* _WHAT IS EXPECTED_: Up to and including the line that contains "use crate::store::json_file::JsonFileFieldBacking;", write out each line of the material from its first line, exactly.
(INPUT RECORDS Opens)
//! Configuration System
//!
//! Layered agent configuration: built-in defaults, the global config file,
//! an explicit `--config` file, then `UA__`-prefixed environment variables.
//! A configuration that fails [`AgentConfig::validate`] is never used to build
//! a driver.

use crate::backend::RestBackendClient;
use crate::driver::DirectDriver;
use crate::error::{ConfigError, StorageError};
use crate::logging::LoggingConfig;
use crate::store::json_file::JsonFileFieldBacking;
use crate::store::persistence::SledFieldBacking;
use crate::store::{MemoryFieldBacking, TargetFieldBacking, TargetFieldStore};
use crate::transform::{ResourceTransformer, TransformerMap};
use serde::{Deserialize, Serialize};
use std::collections::{BTreeMap, BTreeSet, HashMap};
use std::path::{Path, PathBuf};
use std::sync::Arc;
use std::time::Duration;
use uuid::Uuid;

mod merge {
    pub mod merge_policy;
}
mod sources {
    pub mod env;
    pub mod explicit_file;
    pub mod global_file;
}

pub use sources::global_file::global_config_path;

/// Root configuration structure
#[derive(Debug, Clone, Default, PartialEq, Serialize, Deserialize)]
pub struct AgentConfig {
    #[serde(default)]
    pub agent: AgentSection,

    #[serde(default)]
    pub backend: BackendConfig,

    #[serde(default)]
    pub storage: StorageConfig,

    /// Per-kind transformers applied to backend views
    #[serde(default)]
    pub transformers: HashMap<String, ResourceTransformer>,

    #[serde(default)]
    pub logging: LoggingConfig,
}

/// Identity of this agent
#[derive(Debug, Clone, Default, PartialEq, Serialize, Deserialize)]
pub struct AgentSection {
    #[serde(default)]
    pub uuid: Option<Uuid>,

    #[serde(default)]
    pub name: String,

    #[serde(default)]
    pub description: String,

    /// Node this agent runs on; defaults to the agent uuid
    #[serde(default)]
    pub node: Option<Uuid>,
}

/// Resource backend connection
#[derive(Debug, Clone, PartialEq, Serialize, Deserialize)]
pub struct BackendConfig {
    #[serde(default = "default_endpoint")]
    pub endpoint: String,

    #[serde(default)]
    pub project_id: String,

    #[serde(default = "default_timeout_secs")]
    pub timeout_secs: u64,

    /// Kind to collection path; the keys are the driver's capabilities
    #[serde(default)]
    pub collections: BTreeMap<String, String>,
}

fn default_endpoint() -> String {
    "http://localhost:11010/v1/".to_string()
}

fn default_timeout_secs() -> u64 {
    30
}

impl Default for BackendConfig {
    fn default() -> Self {
        Self {
            endpoint: default_endpoint(),
            project_id: String::new(),
            timeout_secs: default_timeout_secs(),
            collections: BTreeMap::new(),
        }
    }
}

#[derive(Debug, Clone, Copy, Default, PartialEq, Eq, Serialize, Deserialize)]
#[serde(rename_all = "lowercase")]
pub enum StorageBackend {
    #[default]
    Sled,
    Json,
    Memory,
}

/// Durable backing of the Target Field Store
#[derive(Debug, Clone, PartialEq, Serialize, Deserialize)]
pub struct StorageConfig {
    #[serde(default)]
    pub backend: StorageBackend,

    #[serde(default = "default_storage_path")]
    pub path: PathBuf,
}

fn default_storage_path() -> PathBuf {
    PathBuf::from(".uagent/target_fields")
}

impl Default for StorageConfig {
    fn default() -> Self {
        Self {
            backend: StorageBackend::default(),
            path: default_storage_path(),
        }
    }
}

impl StorageConfig {
    pub fn open_backing(&self) -> Result<Arc<dyn TargetFieldBacking>, StorageError> {
        Ok(match self.backend {
            StorageBackend::Sled => Arc::new(SledFieldBacking::new(&self.path)?),
            StorageBackend::Json => Arc::new(JsonFileFieldBacking::new(&self.path)),
            StorageBackend::Memory => Arc::new(MemoryFieldBacking::new()),
        })
    }

    pub fn open_store(&self) -> Result<TargetFieldStore, StorageError> {
        Ok(TargetFieldStore::new(self.open_backing()?))
    }
}

/// Configuration validation errors
#[derive(Debug, Clone, PartialEq)]
pub enum ValidationError {
    Backend(String),
    Collection(String, String),
    Transformer(String, String),
    Storage(String),
    Logging(String),
}

impl std::fmt::Display for ValidationError {
    fn fmt(&self, f: &mut std::fmt::Formatter<'_>) -> std::fmt::Result {
        match self {
            ValidationError::Backend(msg) => write!(f, "Backend: {}", msg),
            ValidationError::Collection(kind, msg) => write!(f, "Collection '{}': {}", kind, msg),
            ValidationError::Transformer(kind, msg) => {
                write!(f, "Transformer '{}': {}", kind, msg)
            }
            ValidationError::Storage(msg) => write!(f, "Storage: {}", msg),
            ValidationError::Logging(msg) => write!(f, "Logging: {}", msg),
        }
    }
}

impl std::error::Error for ValidationError {}

impl AgentConfig {
    /// Validate the entire configuration, collecting every problem
    pub fn validate(&self) -> Result<(), Vec<ValidationError>> {
        let mut errors = Vec::new();

        let endpoint = self.backend.endpoint.trim();
        if endpoint.is_empty() {
            errors.push(ValidationError::Backend("endpoint cannot be empty".to_string()));
        } else if !endpoint.starts_with("http://") && !endpoint.starts_with("https://") {
            errors.push(ValidationError::Backend(format!(
                "endpoint must be an http(s) URL, got '{}'",
                endpoint
            )));
        }
        if self.backend.timeout_secs == 0 {
            errors.push(ValidationError::Backend("timeout_secs must be positive".to_string()));
        }

        for (kind, path) in &self.backend.collections {
            if path.trim_matches('/').is_empty() {
                errors.push(ValidationError::Collection(
                    kind.clone(),
                    "collection path cannot be empty".to_string(),
                ));
            }
        }

        for kind in self.transformers.keys() {
            if !self.backend.collections.contains_key(kind) {
                errors.push(ValidationError::Transformer(
                    kind.clone(),
                    "no collection configured for this kind".to_string(),
                ));
            }
        }

        if self.storage.backend != StorageBackend::Memory
            && self.storage.path.as_os_str().is_empty()
        {
            errors.push(ValidationError::Storage("path cannot be empty".to_string()));
        }

        if let Err(e) = crate::logging::validate(&self.logging) {
            errors.push(ValidationError::Logging(e.to_string()));
        }

        if errors.is_empty() {
            Ok(())
        } else {
            Err(errors)
        }
    }

    /// Kinds the driver manages
    pub fn capabilities(&self) -> BTreeSet<String> {
        self.backend.collections.keys().cloned().collect()
    }

    pub fn transformer_map(&self) -> TransformerMap {
        TransformerMap::from(self.transformers.clone())
    }

    pub fn backend_client(&self) -> Result<RestBackendClient, ConfigError> {
        RestBackendClient::new(
            self.backend.endpoint.clone(),
            self.backend.collections.clone().into_iter().collect(),
            self.backend.project_id.clone(),
            Duration::from_secs(self.backend.timeout_secs),
        )
        .map_err(|e| ConfigError::Other(e.to_string()))
    }

    /// Build a direct driver against the configured REST backend
    pub fn build_driver(&self) -> Result<DirectDriver, ConfigError> {
        self.validate().map_err(join_errors)?;
        let client = Arc::new(self.backend_client()?);
        let store = self
            .storage
            .open_store()
            .map_err(|e| ConfigError::Other(e.to_string()))?;
        Ok(DirectDriver::new(client, store, self.capabilities()).with_transformers(self.transformer_map()))
    }
}

/// Render validation errors as one `ConfigError::Invalid`
pub fn join_errors(errors: Vec<ValidationError>) -> ConfigError {
    ConfigError::Invalid(
        errors
            .iter()
            .map(|e| format!("  - {}", e))
            .collect::<Vec<_>>()
            .join("\n"),
    )
}

/// Builds an [`AgentConfig`] from its layered sources
#[derive(Debug, Clone)]
pub struct ConfigLoader {
    global_file: Option<PathBuf>,
    explicit_file: Option<PathBuf>,
    use_env: bool,
}

impl Default for ConfigLoader {
    fn default() -> Self {
        Self {
            global_file: global_config_path(),
            explicit_file: None,
            use_env: true,
        }
    }
}

impl ConfigLoader {
    pub fn new() -> Self {
        Self::default()
    }

    /// Override the global file location; `None` skips the global layer
    pub fn with_global_file(mut self, path: Option<PathBuf>) -> Self {
        self.global_file = path;
        self
    }

    /// Layer an explicit file on top of the global one; it must exist
    pub fn with_file(mut self, path: impl AsRef<Path>) -> Self {
        self.explicit_file = Some(path.as_ref().to_path_buf());
        self
    }

    pub fn with_env(mut self, use_env: bool) -> Self {
        self.use_env = use_env;
        self
    }

    pub fn load(&self) -> Result<AgentConfig, ConfigError> {
        let mut builder = merge::merge_policy::builder_with_defaults()?;
        if let Some(path) = &self.global_file {
            builder = sources::global_file::add_to_builder(builder, path)?;
        }
        if let Some(path) = &self.explicit_file {
            builder = sources::explicit_file::add_to_builder(builder, path)?;
        }
        if self.use_env {
            builder = sources::env::add_to_builder(builder);
        }
        Ok(builder.build()?.try_deserialize()?)
    }
}
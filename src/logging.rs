//! Logging System
//!
//! Structured logging with `tracing`. Level, format and destination come from
//! configuration and can be overridden through `UA_LOG*` environment variables.

use crate::error::ConfigError;
use serde::{Deserialize, Serialize};
use std::collections::HashMap;
use std::path::PathBuf;
use std::sync::Arc;
use tracing_subscriber::fmt::time::ChronoUtc;
use tracing_subscriber::fmt::writer::BoxMakeWriter;
use tracing_subscriber::{fmt, layer::SubscriberExt, util::SubscriberInitExt, EnvFilter, Registry};

/// Logging configuration
#[derive(Debug, Clone, PartialEq, Serialize, Deserialize)]
pub struct LoggingConfig {
    /// Set to false to install no subscriber at all
    #[serde(default = "default_true")]
    pub enabled: bool,

    /// Log level: trace, debug, info, warn, error, off
    #[serde(default = "default_log_level")]
    pub level: String,

    /// Output format: json, text
    #[serde(default = "default_format")]
    pub format: String,

    /// Output destination: stdout, stderr, file
    #[serde(default = "default_output")]
    pub output: String,

    /// Log file path, used when output is "file"
    #[serde(default = "default_log_file")]
    pub file: PathBuf,

    /// Colored output (text format on a terminal stream only)
    #[serde(default = "default_true")]
    pub color: bool,

    /// Per-module levels, e.g. `universal_agent::driver = "debug"`
    #[serde(default)]
    pub modules: HashMap<String, String>,
}

fn default_log_level() -> String {
    "info".to_string()
}

fn default_format() -> String {
    "text".to_string()
}

fn default_output() -> String {
    "stderr".to_string()
}

fn default_log_file() -> PathBuf {
    PathBuf::from("uagent.log")
}

fn default_true() -> bool {
    true
}

impl Default for LoggingConfig {
    fn default() -> Self {
        Self {
            enabled: true,
            level: default_log_level(),
            format: default_format(),
            output: default_output(),
            file: default_log_file(),
            color: true,
            modules: HashMap::new(),
        }
    }
}

#[derive(Debug, Clone, Copy, PartialEq, Eq)]
enum LogFormat {
    Json,
    Text,
}

#[derive(Debug, Clone, Copy, PartialEq, Eq)]
enum LogOutput {
    Stdout,
    Stderr,
    File,
}

/// Initialize the logging system
///
/// Priority order (highest to lowest):
/// 1. Environment variables (UA_LOG, UA_LOG_MODULES, UA_LOG_FORMAT, UA_LOG_OUTPUT)
/// 2. Configuration (including CLI overrides applied to it)
/// 3. Defaults
pub fn init_logging(config: Option<&LoggingConfig>) -> Result<(), ConfigError> {
    if let Some(config) = config {
        if !config.enabled {
            return Ok(());
        }
    }

    let filter = build_env_filter(config)?;
    let format = determine_format(config)?;
    let output = determine_output(config)?;
    let use_color = config.map(|c| c.color).unwrap_or(true) && output != LogOutput::File;

    let writer = match output {
        LogOutput::Stdout => BoxMakeWriter::new(std::io::stdout),
        LogOutput::Stderr => BoxMakeWriter::new(std::io::stderr),
        LogOutput::File => BoxMakeWriter::new(Arc::new(open_log_file(config)?)),
    };

    let base_subscriber = Registry::default().with(filter);
    let result = match format {
        LogFormat::Json => base_subscriber
            .with(
                fmt::layer()
                    .json()
                    .with_target(true)
                    .with_timer(ChronoUtc::rfc_3339())
                    .with_writer(writer),
            )
            .try_init(),
        LogFormat::Text => base_subscriber
            .with(
                fmt::layer()
                    .with_target(true)
                    .with_timer(ChronoUtc::rfc_3339())
                    .with_ansi(use_color)
                    .with_writer(writer),
            )
            .try_init(),
    };

    result.map_err(|e| ConfigError::Other(format!("Failed to install log subscriber: {}", e)))
}

fn open_log_file(config: Option<&LoggingConfig>) -> Result<std::fs::File, ConfigError> {
    let log_file = config
        .map(|c| c.file.clone())
        .unwrap_or_else(default_log_file);

    if let Some(parent) = log_file.parent() {
        if !parent.as_os_str().is_empty() {
            std::fs::create_dir_all(parent).map_err(|e| {
                ConfigError::Other(format!("Failed to create log directory: {}", e))
            })?;
        }
    }
    std::fs::OpenOptions::new()
        .create(true)
        .append(true)
        .open(&log_file)
        .map_err(|e| ConfigError::Other(format!("Failed to open log file {:?}: {}", log_file, e)))
}

/// Build environment filter from config or environment variables
fn build_env_filter(config: Option<&LoggingConfig>) -> Result<EnvFilter, ConfigError> {
    if let Ok(filter) = EnvFilter::try_from_env("UA_LOG") {
        return Ok(filter);
    }

    let level = config.map(|c| c.level.as_str()).unwrap_or("info");
    if level == "off" {
        return Ok(EnvFilter::new("off"));
    }

    let mut filter = EnvFilter::new(level);

    if let Some(config) = config {
        for (module, module_level) in &config.modules {
            filter = filter.add_directive(parse_directive(module, module_level)?);
        }
    }

    if let Ok(modules_str) = std::env::var("UA_LOG_MODULES") {
        for module_spec in modules_str.split(',') {
            if let Some((module, module_level)) = module_spec.split_once('=') {
                filter = filter.add_directive(parse_directive(module.trim(), module_level.trim())?);
            }
        }
    }

    Ok(filter)
}

fn parse_directive(
    module: &str,
    level: &str,
) -> Result<tracing_subscriber::filter::Directive, ConfigError> {
    format!("{}={}", module, level)
        .parse()
        .map_err(|e| ConfigError::Invalid(format!("Invalid log directive {}={}: {}", module, level, e)))
}

fn determine_format(config: Option<&LoggingConfig>) -> Result<LogFormat, ConfigError> {
    if let Ok(format) = std::env::var("UA_LOG_FORMAT") {
        if let Ok(format) = parse_format(&format) {
            return Ok(format);
        }
    }
    parse_format(config.map(|c| c.format.as_str()).unwrap_or("text"))
}

fn parse_format(format: &str) -> Result<LogFormat, ConfigError> {
    match format {
        "json" => Ok(LogFormat::Json),
        "text" => Ok(LogFormat::Text),
        other => Err(ConfigError::Invalid(format!(
            "Invalid log format: {} (must be 'json' or 'text')",
            other
        ))),
    }
}

fn determine_output(config: Option<&LoggingConfig>) -> Result<LogOutput, ConfigError> {
    if let Ok(output) = std::env::var("UA_LOG_OUTPUT") {
        return parse_output(&output);
    }
    parse_output(config.map(|c| c.output.as_str()).unwrap_or("stderr"))
}

fn parse_output(output: &str) -> Result<LogOutput, ConfigError> {
    match output {
        "stdout" => Ok(LogOutput::Stdout),
        "stderr" => Ok(LogOutput::Stderr),
        "file" => Ok(LogOutput::File),
        other => Err(ConfigError::Invalid(format!(
            "Invalid log output: {} (must be 'stdout', 'stderr' or 'file')",
            other
        ))),
    }
}

/// Check the values `init_logging` would reject, without installing anything
pub fn validate(config: &LoggingConfig) -> Result<(), ConfigError> {
    parse_format(&config.format)?;
    parse_output(&config.output)?;
    for (module, level) in &config.modules {
        parse_directive(module, level)?;
    }
    Ok(())
}
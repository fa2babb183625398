//! Hash Engine
//!
//! Canonical serialization plus BLAKE3 digest. Structurally equal values hash
//! identically regardless of map insertion order: object keys are emitted in
//! sorted order and no insignificant whitespace is written.

use crate::error::HashError;
use crate::types::{AttributeMap, Hash};
use blake3::Hasher;
use serde::Serialize;
use serde_json::Value;
use std::collections::BTreeSet;

/// Encode any serializable value into its canonical byte form
///
/// Fails with `HashError::Serialization` when the value has no JSON
/// representation (e.g. a map with non-string keys).
pub fn canonical_bytes<T: Serialize + ?Sized>(value: &T) -> Result<Vec<u8>, HashError> {
    let value = serde_json::to_value(value)?;
    let mut out = Vec::with_capacity(128);
    write_canonical(&value, &mut out)?;
    Ok(out)
}

fn write_canonical(value: &Value, out: &mut Vec<u8>) -> Result<(), HashError> {
    match value {
        Value::Object(map) => {
            // Sort explicitly; the map may preserve insertion order
            let mut keys: Vec<&String> = map.keys().collect();
            keys.sort();
            out.push(b'{');
            for (i, key) in keys.into_iter().enumerate() {
                if i > 0 {
                    out.push(b',');
                }
                serde_json::to_writer(&mut *out, key)?;
                out.push(b':');
                write_canonical(&map[key], out)?;
            }
            out.push(b'}');
        }
        Value::Array(items) => {
            out.push(b'[');
            for (i, item) in items.iter().enumerate() {
                if i > 0 {
                    out.push(b',');
                }
                write_canonical(item, out)?;
            }
            out.push(b']');
        }
        scalar => serde_json::to_writer(&mut *out, scalar)?,
    }
    Ok(())
}

/// Compute the canonical hash of a value
pub fn canonical_hash<T: Serialize + ?Sized>(value: &T) -> Result<Hash, HashError> {
    let bytes = canonical_bytes(value)?;
    Ok(compute_hash(&bytes))
}

/// Hash only the named attributes of a view
///
/// Names absent from the view are skipped, so a field set that mentions an
/// attribute the backend never returned hashes the same as one that doesn't.
pub fn canonical_hash_subset(
    view: &AttributeMap,
    fields: &BTreeSet<String>,
) -> Result<Hash, HashError> {
    let subset: AttributeMap = view
        .iter()
        .filter(|(k, _)| fields.contains(*k))
        .map(|(k, v)| (k.clone(), v.clone()))
        .collect();
    canonical_hash(&subset)
}

/// Compute a generic hash of arbitrary data
pub fn compute_hash(data: &[u8]) -> Hash {
    let mut hasher = Hasher::new();
    hasher.update(data);
    hex::encode(hasher.finalize().as_bytes())
}
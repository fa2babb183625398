//! Property-based tests for the hashing and transformation guarantees

mod determinism;
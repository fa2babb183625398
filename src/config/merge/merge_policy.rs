//! Merge rules: defaults, override order, conflict handling.
//!
//! Later sources override earlier ones key by key; tables merge, scalars and
//! arrays replace.

use config::Config;
use config::ConfigBuilder;
use config::ConfigError;

/// Create a Config builder with merge policy defaults applied.
pub fn builder_with_defaults() -> Result<ConfigBuilder<config::builder::DefaultState>, ConfigError>
{
    Config::builder()
        .set_default("backend.endpoint", "http://localhost:11010/v1/")?
        .set_default("backend.timeout_secs", 30)?
        .set_default("storage.backend", "sled")?
        .set_default("storage.path", ".uagent/target_fields")?
        .set_default("logging.level", "info")
}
(INPUT RECORDS Closes)
* _RESPONSE AREA_:
//! Configuration System
//!
//! Layered agent configuration: built-in defaults, the global config file,
//! an explicit `--config` file, then `UA__`-prefixed environment variables.
//! A configuration that fails [`AgentConfig::validate`] is never used to build
//! a driver.

use crate::backend::RestBackendClient;
use crate::driver::DirectDriver;
use crate::error::{ConfigError, StorageError};
use crate::logging::LoggingConfig;
use crate::store::json_file::JsonFileFieldBacking;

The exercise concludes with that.